## Available data
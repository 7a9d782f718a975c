//! Users, roles, session snapshots and route guarding for the clubhouse client.
//!
//! This crate provides:
//! - The cached user profile (`UserProfile`)
//! - Open-ended, case-insensitive roles (`Role`, `RoleSet`)
//! - Observable session state (`SessionPhase`, `SessionSnapshot`)
//! - The advisory route guard (`RoleGuard`, `RouteTable`)
//! - Login error types
//!
//! Nothing here performs I/O.
//!
//! # Example
//!
//! ```
//! use clubhouse_access::{AccessContext, Role, RoleGuard, RoleSet};
//!
//! let guard = RoleGuard::default();
//! let viewer = AccessContext::authenticated(Some(Role::new("director")));
//!
//! assert!(guard.check(&viewer, &RoleSet::admin_tier()).is_allowed());
//! assert!(guard.check(&viewer, &RoleSet::any()).is_allowed());
//! assert!(!guard.check(&AccessContext::anonymous(), &RoleSet::any()).is_allowed());
//! ```

pub mod error;
pub mod guard;
pub mod role;
pub mod routes;
pub mod session;
pub mod user;

// Re-export main types at crate root
pub use error::AuthenticationError;
pub use guard::{AccessContext, GuardDecision, RoleGuard};
pub use role::{Role, RoleSet};
pub use routes::{Route, RouteTable};
pub use session::{SessionPhase, SessionSnapshot};
pub use user::UserProfile;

## Problem details
Output an exact copy of the lines beginning at the one that holds "Login error types" and running through the final line of the records.

## Written solution
//! - Login error types
//!
//! Nothing here performs I/O.
//!
//! # Example
//!
//! ```
//! use clubhouse_access::{AccessContext, Role, RoleGuard, RoleSet};
//!
//! let guard = RoleGuard::default();
//! let viewer = AccessContext::authenticated(Some(Role::new("director")));
//!
//! assert!(guard.check(&viewer, &RoleSet::admin_tier()).is_allowed());
//! assert!(guard.check(&viewer, &RoleSet::any()).is_allowed());
//! assert!(!guard.check(&AccessContext::anonymous(), &RoleSet::any()).is_allowed());
//! ```

pub mod error;
pub mod guard;
pub mod role;
pub mod routes;
pub mod session;
pub mod user;

// Re-export main types at crate root
pub use error::AuthenticationError;
pub use guard::{AccessContext, GuardDecision, RoleGuard};
pub use role::{Role, RoleSet};
pub use routes::{Route, RouteTable};
pub use session::{SessionPhase, SessionSnapshot};
pub use user::UserProfile;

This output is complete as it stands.